Aim of the exercise: Please state the number of lines in the material below that contain "HandRank", with no other words.

Listed entries:
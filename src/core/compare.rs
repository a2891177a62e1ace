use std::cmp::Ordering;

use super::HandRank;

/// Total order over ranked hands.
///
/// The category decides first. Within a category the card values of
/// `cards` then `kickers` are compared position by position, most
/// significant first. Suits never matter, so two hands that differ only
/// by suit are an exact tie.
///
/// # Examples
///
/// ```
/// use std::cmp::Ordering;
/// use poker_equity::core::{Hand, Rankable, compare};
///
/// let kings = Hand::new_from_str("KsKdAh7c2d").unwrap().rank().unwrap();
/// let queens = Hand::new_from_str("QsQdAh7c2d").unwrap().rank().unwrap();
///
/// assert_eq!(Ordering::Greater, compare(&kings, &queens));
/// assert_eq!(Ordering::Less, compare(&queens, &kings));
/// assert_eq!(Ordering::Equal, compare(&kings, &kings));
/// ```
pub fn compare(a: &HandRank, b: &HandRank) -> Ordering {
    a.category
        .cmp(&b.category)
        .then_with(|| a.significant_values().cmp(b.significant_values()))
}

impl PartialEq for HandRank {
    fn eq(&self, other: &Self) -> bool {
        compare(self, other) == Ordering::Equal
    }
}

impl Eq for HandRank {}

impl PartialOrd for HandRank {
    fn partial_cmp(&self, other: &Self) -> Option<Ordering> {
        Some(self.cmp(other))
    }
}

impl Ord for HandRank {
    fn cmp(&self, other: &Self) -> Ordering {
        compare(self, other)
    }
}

Output of the exercise: 6